How should your vote be counted?
Sun Valley City Council
debates election processes
By GREGORY FOLEY
Express Staff Writer
Sun Valley City Council members last week
agreed to investigate whether the city should change how members of the
four-person council are elected by the public.
Responding to a proposal by Sun Valley
resident Milt Adam, council members on Thursday, May 15, debated whether City
Council members should be elected to fill designated seats or as at-large
candidates that earn the most votes.
"I think the city is better served by
having open elections rather than designated-seat elections," Adam told the
council.
At issue is how the city conducts its
bi-annual elections for City Council seats.

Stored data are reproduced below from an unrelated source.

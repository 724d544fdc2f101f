use feed_rs::model::{Entry, FeedType};
use feed_rs::parser;
use quick_xml::events::{BytesStart, Event};
use quick_xml::Reader;
use std::collections::{BTreeMap, BTreeSet};
use thiserror::Error;

/// Errors produced while turning feed bytes into entries.
#[derive(Debug, Error)]
pub enum ParseError {
    /// The document is not RSS or Atom.
    #[error("{0}")]
    Feed(#[from] parser::ParseFeedError),
    /// The document parsed but contains no entries.
    #[error("feed contains no entries")]
    NoEntries,
}

/// A media attachment of an entry.
#[derive(Debug, Clone, PartialEq, Eq)]
pub struct Enclosure {
    pub href: String,
    /// Media type, e.g. `audio/mpeg`.
    pub kind: Option<String>,
}

/// iTunes elements that are also exposed under their plain name.
const ITUNES_ALIASES: [(&str, &str); 3] = [
    ("subtitle", "itunes_subtitle"),
    ("summary", "itunes_summary"),
    ("author", "itunes_author"),
];

/// One feed entry with its fields flattened to name/value pairs.
///
/// Standard fields use feedparser-style names (`title`, `id`, `link`,
/// `summary`, `author`, `published`, ...). Namespaced extension elements
/// are exposed with the colon replaced by an underscore, so `<itunes:author>`
/// becomes `itunes_author`.
///
/// Enclosures are ordered RSS `<enclosure>` elements first, then Atom
/// `rel="enclosure"` links, then `media:content` objects.
#[derive(Debug, Clone, Default, PartialEq, Eq)]
pub struct RawEntry {
    fields: BTreeMap<String, String>,
    enclosures: Vec<Enclosure>,
}

impl RawEntry {
    pub fn new(fields: BTreeMap<String, String>, enclosures: Vec<Enclosure>) -> Self {
        Self { fields, enclosures }
    }

    /// Value of the named field, `None` when the entry lacks it.
    pub fn get(&self, name: &str) -> Option<&str> {
        self.fields.get(name).map(String::as_str)
    }

    pub fn keys(&self) -> impl Iterator<Item = &str> {
        self.fields.keys().map(String::as_str)
    }

    pub fn enclosures(&self) -> &[Enclosure] {
        &self.enclosures
    }

    /// Set a field unless the entry already has a value for it.
    fn fill(&mut self, name: String, value: String) {
        self.fields.entry(name).or_insert(value);
    }

    fn merge(&mut self, scanned: ScannedEntry) {
        for (name, value) in scanned.fields {
            self.fill(name, value);
        }
        if scanned.enclosures.is_empty() {
            return;
        }

        let rest = std::mem::replace(&mut self.enclosures, scanned.enclosures);
        for enclosure in rest {
            if !self.enclosures.iter().any(|e| e.href == enclosure.href) {
                self.enclosures.push(enclosure);
            }
        }
    }

    fn fill_aliases(&mut self) {
        for (plain, itunes) in ITUNES_ALIASES {
            if let Some(value) = self.fields.get(itunes).cloned() {
                self.fill(plain.to_string(), value);
            }
        }
    }
}

/// Parse an RSS or Atom document into its entries, in document order.
pub fn parse_entries(bytes: &[u8]) -> Result<Vec<RawEntry>, ParseError> {
    let feed = parser::parse(bytes)?;
    if feed.entries.is_empty() {
        return Err(ParseError::NoEntries);
    }

    // JSON Feed has no XML extension elements to recover.
    let is_xml = !matches!(feed.feed_type, FeedType::JSON);
    let mut entries: Vec<RawEntry> = feed.entries.into_iter().map(entry_into_raw).collect();

    if is_xml {
        match scan_entries(bytes) {
            Ok(scanned) => {
                merge_scanned(&mut entries, scanned);
            }
            Err(e) => {
                tracing::warn!(error = %e, "Extension scan failed, extension fields skipped");
            }
        }
    }

    for entry in &mut entries {
        entry.fill_aliases();
    }
    Ok(entries)
}

/// Union of field names across `entries`.
pub fn collect_keys(entries: &[RawEntry]) -> BTreeSet<String> {
    entries
        .iter()
        .flat_map(|entry| entry.keys().map(str::to_string))
        .collect()
}

/// Merge scan results into the parsed entries, pairing them by position.
///
/// Returns `false` and leaves `entries` untouched when the counts differ.
fn merge_scanned(entries: &mut [RawEntry], scanned: Vec<ScannedEntry>) -> bool {
    if scanned.len() != entries.len() {
        tracing::warn!(
            entries = entries.len(),
            scanned = scanned.len(),
            "Entry count mismatch, extension fields skipped"
        );
        return false;
    }
    for (entry, scanned) in entries.iter_mut().zip(scanned) {
        entry.merge(scanned);
    }
    true
}

fn entry_into_raw(entry: Entry) -> RawEntry {
    let mut fields = BTreeMap::new();

    if !entry.id.trim().is_empty() {
        fields.insert("id".to_string(), entry.id.trim().to_string());
    }
    if let Some(title) = entry.title {
        fields.insert("title".to_string(), title.content);
    }
    let link = entry
        .links
        .iter()
        .find(|l| matches!(l.rel.as_deref(), None | Some("alternate")))
        .map(|l| l.href.clone());
    if let Some(link) = link {
        fields.insert("link".to_string(), link);
    }
    if let Some(summary) = entry.summary {
        fields.insert("summary".to_string(), summary.content);
    }
    if let Some(body) = entry.content.and_then(|c| c.body) {
        fields.insert("content".to_string(), body);
    }
    if let Some(author) = entry.authors.first() {
        if !author.name.trim().is_empty() {
            fields.insert("author".to_string(), author.name.clone());
        }
    }
    if let Some(published) = entry.published {
        fields.insert("published".to_string(), published.to_rfc3339());
    }
    if let Some(updated) = entry.updated {
        fields.insert("updated".to_string(), updated.to_rfc3339());
    }
    if let Some(category) = entry.categories.first() {
        fields.insert("category".to_string(), category.term.clone());
    }
    if let Some(rights) = entry.rights {
        fields.insert("rights".to_string(), rights.content);
    }
    if let Some(language) = entry.language {
        fields.insert("language".to_string(), language);
    }

    let mut enclosures: Vec<Enclosure> = entry
        .links
        .iter()
        .filter(|l| l.rel.as_deref() == Some("enclosure"))
        .map(|l| Enclosure {
            href: l.href.clone(),
            kind: l.media_type.clone(),
        })
        .collect();
    // feed-rs reports RSS <enclosure> and media:content alike as media
    // objects. They stay behind the true enclosures; the scan puts RSS
    // enclosures in front.
    for content in entry.media.iter().flat_map(|media| media.content.iter()) {
        if let Some(url) = content.url.as_ref() {
            let href = url.to_string();
            if !enclosures.iter().any(|e| e.href == href) {
                enclosures.push(Enclosure {
                    href,
                    kind: content.content_type.as_ref().map(|m| m.to_string()),
                });
            }
        }
    }

    RawEntry::new(fields, enclosures)
}

// ============================================================================
// Extension Scan
// ============================================================================

/// What the raw XML scan finds in one `<item>`/`<entry>`.
#[derive(Debug, Default)]
struct ScannedEntry {
    fields: BTreeMap<String, String>,
    enclosures: Vec<Enclosure>,
}

impl ScannedEntry {
    /// Record `element` if it is an RSS `<enclosure>` with a `url`.
    fn record_enclosure(&mut self, element: &BytesStart<'_>) {
        if element.name().as_ref() != b"enclosure" {
            return;
        }
        if let Some(href) = attribute(element, "url") {
            self.enclosures.push(Enclosure {
                href,
                kind: attribute(element, "type"),
            });
        }
    }
}

fn attribute(element: &BytesStart<'_>, name: &str) -> Option<String> {
    let attr = element.try_get_attribute(name).ok()??;
    let value = attr.unescape_value().ok()?;
    let value = value.trim();
    (!value.is_empty()).then(|| value.to_string())
}

fn is_entry_element(local_name: &[u8]) -> bool {
    local_name == b"item" || local_name == b"entry"
}

fn extension_key(qualified_name: &[u8]) -> Option<String> {
    let name = std::str::from_utf8(qualified_name).ok()?;
    name.contains(':').then(|| name.replace(':', "_"))
}

/// Collect namespaced child elements and RSS enclosures of every
/// `<item>`/`<entry>`, one result per entry in document order.
///
/// feed-rs drops elements outside the vocabularies it models; this pass
/// recovers them so mappings can reference fields such as `frn:radio`.
/// Self-closing entries yield an empty result so positions stay aligned
/// with the parsed entries.
fn scan_entries(bytes: &[u8]) -> Result<Vec<ScannedEntry>, quick_xml::Error> {
    // SEC-002: quick-xml (0.37) never expands <!ENTITY> declarations; unknown
    // entities fail unescaping and the raw text is kept instead.
    let mut reader = Reader::from_reader(bytes);
    reader.config_mut().trim_text(true);

    let mut scanned = Vec::new();
    let mut buf = Vec::new();
    let mut depth: usize = 0;
    let mut entry: Option<(usize, ScannedEntry)> = None;
    let mut field: Option<(String, String)> = None;

    loop {
        let entry_depth = entry.as_ref().map(|(d, _)| *d);
        match reader.read_event_into(&mut buf)? {
            Event::Start(e) => {
                depth += 1;
                match entry_depth {
                    None if is_entry_element(e.local_name().as_ref()) => {
                        entry = Some((depth, ScannedEntry::default()));
                    }
                    Some(d) if depth == d + 1 => {
                        if let Some((_, current)) = entry.as_mut() {
                            current.record_enclosure(&e);
                        }
                        field = extension_key(e.name().as_ref()).map(|key| (key, String::new()));
                    }
                    _ => {}
                }
            }
            Event::Empty(e) => match entry_depth {
                None if is_entry_element(e.local_name().as_ref()) => {
                    scanned.push(ScannedEntry::default());
                }
                // Empty elements do not change depth.
                Some(d) if depth == d => {
                    if let Some((_, current)) = entry.as_mut() {
                        current.record_enclosure(&e);
                    }
                }
                _ => {}
            },
            Event::Text(t) => {
                if let (Some(d), Some((_, text))) = (entry_depth, field.as_mut()) {
                    if depth == d + 1 {
                        match t.unescape() {
                            Ok(s) => text.push_str(&s),
                            Err(_) => text.push_str(&String::from_utf8_lossy(&t)),
                        }
                    }
                }
            }
            Event::CData(t) => {
                if let (Some(d), Some((_, text))) = (entry_depth, field.as_mut()) {
                    if depth == d + 1 {
                        text.push_str(&String::from_utf8_lossy(&t.into_inner()));
                    }
                }
            }
            Event::End(_) => {
                match entry_depth {
                    Some(d) if depth == d + 1 => {
                        if let (Some((key, text)), Some((_, current))) = (field.take(), entry.as_mut())
                        {
                            let text = text.trim();
                            if !text.is_empty() {
                                current.fields.entry(key).or_insert_with(|| text.to_string());
                            }
                        }
                    }
                    Some(d) if depth == d => {
                        if let Some((_, current)) = entry.take() {
                            scanned.push(current);
                        }
                    }
                    _ => {}
                }
                depth = depth.saturating_sub(1);
            }
            Event::Eof => break,
            _ => {}
        }
        buf.clear();
    }

    Ok(scanned)
}
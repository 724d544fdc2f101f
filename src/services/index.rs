use async_trait::async_trait;
use thiserror::Error;
use url::Url;

use super::{endpoint, id_field, DocumentId};
use crate::feed::AudioObject;

#[derive(Debug, Error)]
pub enum IndexError {
    #[error("Index request failed: {0}")]
    Request(#[from] reqwest::Error),
    #[error("Index returned HTTP {status}: {body}")]
    Status { status: u16, body: String },
    #[error("Index response has no document id: {0}")]
    Response(String),
}

/// Storage for canonical records.
#[async_trait]
pub trait DocumentIndex: Send + Sync {
    /// Persist `record` and return the id the index assigned to it.
    async fn save(&self, record: &AudioObject) -> Result<DocumentId, IndexError>;
}

/// [`DocumentIndex`] backed by the Elasticsearch document API.
///
/// Records are POSTed to `{url}/{index}/_doc`, letting Elasticsearch assign
/// the id.
#[derive(Debug, Clone)]
pub struct ElasticIndex {
    client: reqwest::Client,
    url: Url,
    index: String,
}

impl ElasticIndex {
    pub fn new(client: reqwest::Client, url: Url, index: impl Into<String>) -> Self {
        Self {
            client,
            url,
            index: index.into(),
        }
    }
}

#[async_trait]
impl DocumentIndex for ElasticIndex {
    async fn save(&self, record: &AudioObject) -> Result<DocumentId, IndexError> {
        let url = endpoint(&self.url, &[self.index.as_str(), "_doc"]);
        let response = self.client.post(url).json(record).send().await?;

        let status = response.status();
        if !status.is_success() {
            let body = response.text().await.unwrap_or_default();
            return Err(IndexError::Status {
                status: status.as_u16(),
                body,
            });
        }

        let body: serde_json::Value = response.json().await?;
        let id = id_field(&body, "_id").ok_or_else(|| IndexError::Response(body.to_string()))?;
        tracing::debug!(index = %self.index, doc = %id, "Indexed record");
        Ok(DocumentId(id))
    }
}
//! Imports RSS/Atom feeds as canonical audio records.
//!
//! A feed is registered once per URL ([`feed::FeedManager`]), pulled and
//! transformed under a field mapping ([`feed::Feed`]), and every resulting
//! [`feed::AudioObject`] is written to a search index and handed to the job
//! system as one transcription task ([`services`]).

pub mod config;
pub mod feed;
pub mod services;
pub mod storage;
pub mod util;

pub use config::Config;
pub use feed::{Feed, FeedError, FeedManager, RegistryError};
pub use util::{identify, FeedId};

Under a system approved in 1995, the city
currently asks the electorate to vote every other year for two separate
candidates seeking to fill specific numbered seats on the council. Terms on the
council last for four years, with two members of the panel being re-elected or
replaced every two years.
Candidates are required in the process to
designate which of the two seats up for election they intend to fill.
Adam last week argued that designated-seat
elections clearly favor incumbents and are generally inappropriate for small
cities.
He said that designated-seat elections are
problematic chiefly because they do not require incumbents to campaign against
each other. In addition, he noted that the two candidates who gain the most
votes are not elected to the council if they happen to be running for the same
council seat.
"I don’t see how that benefits democracy,
as such," he said.
Adam noted that in the 1999 Sun Valley
City Council election—for designated Seats 1 and 2 on the panel—three candidates
ran for Seat 1 and the candidate for Seat 2, Lud Renick, ran unopposed.

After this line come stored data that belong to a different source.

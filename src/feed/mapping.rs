use serde::{Deserialize, Serialize};
use std::collections::{BTreeMap, HashMap};
use std::sync::{Arc, RwLock};
use thiserror::Error;

use super::record::CanonicalField;

/// Validation errors for a supplied field mapping.
///
/// Only the shape is checked: canonical names must be known and every
/// source must be a non-empty string. Whether the source fields actually
/// occur in a feed is not validated.
#[derive(Debug, Error, PartialEq, Eq)]
pub enum MappingError {
    #[error("Mapping must be an object of field names, got {0}")]
    NotAnObject(&'static str),

    #[error("Unknown canonical field '{0}' in mapping")]
    UnknownField(String),

    #[error("Source for canonical field '{0}' must be a string")]
    NonStringSource(String),

    #[error("Source for canonical field '{0}' is empty")]
    EmptySource(String),
}

/// Translation table from canonical field to the feed's native entry field.
///
/// A mapping does not need to cover every canonical field; unmapped fields
/// stay unset on the produced records.
#[derive(Debug, Clone, PartialEq, Eq, Serialize, Deserialize)]
#[serde(
    try_from = "BTreeMap<String, String>",
    into = "BTreeMap<String, String>"
)]
pub struct Mapping {
    fields: BTreeMap<CanonicalField, String>,
}

impl Mapping {
    /// A mapping without any field.
    pub fn empty() -> Self {
        Self {
            fields: BTreeMap::new(),
        }
    }

    /// Build a mapping from `(canonical, source)` name pairs.
    pub fn from_pairs<I, K, V>(pairs: I) -> Result<Self, MappingError>
    where
        I: IntoIterator<Item = (K, V)>,
        K: AsRef<str>,
        V: Into<String>,
    {
        let mut fields = BTreeMap::new();
        for (canonical, source) in pairs {
            let canonical = canonical.as_ref();
            let field: CanonicalField = canonical
                .parse()
                .map_err(|_| MappingError::UnknownField(canonical.to_string()))?;
            let source = source.into();
            if source.trim().is_empty() {
                return Err(MappingError::EmptySource(canonical.to_string()));
            }
            fields.insert(field, source);
        }
        Ok(Self { fields })
    }

    pub fn source(&self, field: CanonicalField) -> Option<&str> {
        self.fields.get(&field).map(String::as_str)
    }

    pub fn iter(&self) -> impl Iterator<Item = (CanonicalField, &str)> {
        self.fields.iter().map(|(field, source)| (*field, source.as_str()))
    }

    pub fn len(&self) -> usize {
        self.fields.len()
    }

    pub fn is_empty(&self) -> bool {
        self.fields.is_empty()
    }
}

impl Default for Mapping {
    /// The mapping applied to feeds without an override.
    fn default() -> Self {
        let fields = BTreeMap::from([
            (CanonicalField::Headline, "title".to_string()),
            (CanonicalField::Identifier, "id".to_string()),
            (CanonicalField::Url, "link".to_string()),
            (CanonicalField::Abstract, "subtitle".to_string()),
            (CanonicalField::Description, "summary".to_string()),
            (CanonicalField::Creator, "author".to_string()),
            (CanonicalField::DatePublished, "published".to_string()),
            (CanonicalField::Publisher, "frn_radio".to_string()),
            (CanonicalField::Genre, "frn_art".to_string()),
        ]);
        Self { fields }
    }
}

impl TryFrom<BTreeMap<String, String>> for Mapping {
    type Error = MappingError;

    fn try_from(map: BTreeMap<String, String>) -> Result<Self, Self::Error> {
        Self::from_pairs(map)
    }
}

impl From<Mapping> for BTreeMap<String, String> {
    fn from(mapping: Mapping) -> Self {
        mapping
            .fields
            .into_iter()
            .map(|(field, source)| (field.as_str().to_string(), source))
            .collect()
    }
}

impl TryFrom<serde_json::Value> for Mapping {
    type Error = MappingError;

    fn try_from(value: serde_json::Value) -> Result<Self, Self::Error> {
        let object = match value {
            serde_json::Value::Object(object) => object,
            serde_json::Value::Null => return Err(MappingError::NotAnObject("null")),
            serde_json::Value::Bool(_) => return Err(MappingError::NotAnObject("a boolean")),
            serde_json::Value::Number(_) => return Err(MappingError::NotAnObject("a number")),
            serde_json::Value::String(_) => return Err(MappingError::NotAnObject("a string")),
            serde_json::Value::Array(_) => return Err(MappingError::NotAnObject("an array")),
        };

        let mut pairs = Vec::with_capacity(object.len());
        for (canonical, source) in object {
            match source {
                serde_json::Value::String(source) => pairs.push((canonical, source)),
                _ => return Err(MappingError::NonStringSource(canonical)),
            }
        }
        Self::from_pairs(pairs)
    }
}

// ============================================================================
// Resolver
// ============================================================================

/// Per-URL mapping overrides with fallback to [`Mapping::default`].
///
/// Clones share the same table. Readers never block each other; `set`
/// takes the write lock for the duration of a single insert.
#[derive(Debug, Clone, Default)]
pub struct MappingResolver {
    overrides: Arc<RwLock<HashMap<String, Mapping>>>,
}

impl MappingResolver {
    pub fn new() -> Self {
        Self::default()
    }

    /// Create a resolver pre-populated with overrides (e.g. from configuration).
    pub fn with_overrides(overrides: HashMap<String, Mapping>) -> Self {
        Self {
            overrides: Arc::new(RwLock::new(overrides)),
        }
    }

    /// The override registered for `url`, or the default mapping.
    pub fn resolve(&self, url: &str) -> Mapping {
        let overrides = self.overrides.read().unwrap_or_else(|e| e.into_inner());
        overrides.get(url).cloned().unwrap_or_default()
    }

    /// Whether an override exists for `url`.
    pub fn has_override(&self, url: &str) -> bool {
        let overrides = self.overrides.read().unwrap_or_else(|e| e.into_inner());
        overrides.contains_key(url)
    }

    /// Replace the override for `url`.
    pub fn set(&self, url: &str, mapping: Mapping) {
        let mut overrides = self.overrides.write().unwrap_or_else(|e| e.into_inner());
        overrides.insert(url.to_string(), mapping);
    }
}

Ultimately, Renick and Council President Latham Williams won the two seats.
(Adams was one of two candidates who
challenged Williams for his seat. The two seats will be up for re-election next
November.)
Seats 3 and 4—currently occupied by
Councilman Kevin Laird and Councilwoman Ann Agnew, respectively—were last up for
election in November 2001.
Adam noted that the city of Ketchum—after
a long public debate on the matter—in February returned to an open-seat election
process after spending approximately two years under the designated-seat
election process.
He also noted that only eight of Idaho’s
114 cities hold designated-seat elections for city councils, most of them larger
cities.
Councilman Laird said the 1995 decision by
the city of Sun Valley to engage in designated-seat elections was done primarily
to prompt more political debate among candidates. The process was meant to
encourage challengers to run against a specific incumbent while focusing on
specific issues, he said.
Councilman Renick said he does not believe
incumbents are always granted an advantage. "Look at the local history," he
said. "The incumbents do not have an edge in the last three elections in Sun
Valley."
Ketchum resident Mickey Garcia said that
both systems have drawbacks, with open-seat elections promoting so-called
"bullet voting," the so-called practice of voters selecting only one candidate
for two or more open seats.
Wilson said having designated seats keeps
elections from becoming "a popularity vote."
However, city resident Jon Thorson said
designated-seat elections typically do not foster debate. He added that he
believes bullet voting "is a person’s right."
Thorson and Adam asked council members to
conduct an advisory vote on the issue.
Council members directed city staff to
research the results of city elections since 1980, prior to an ensuing
discussion on the matter next month.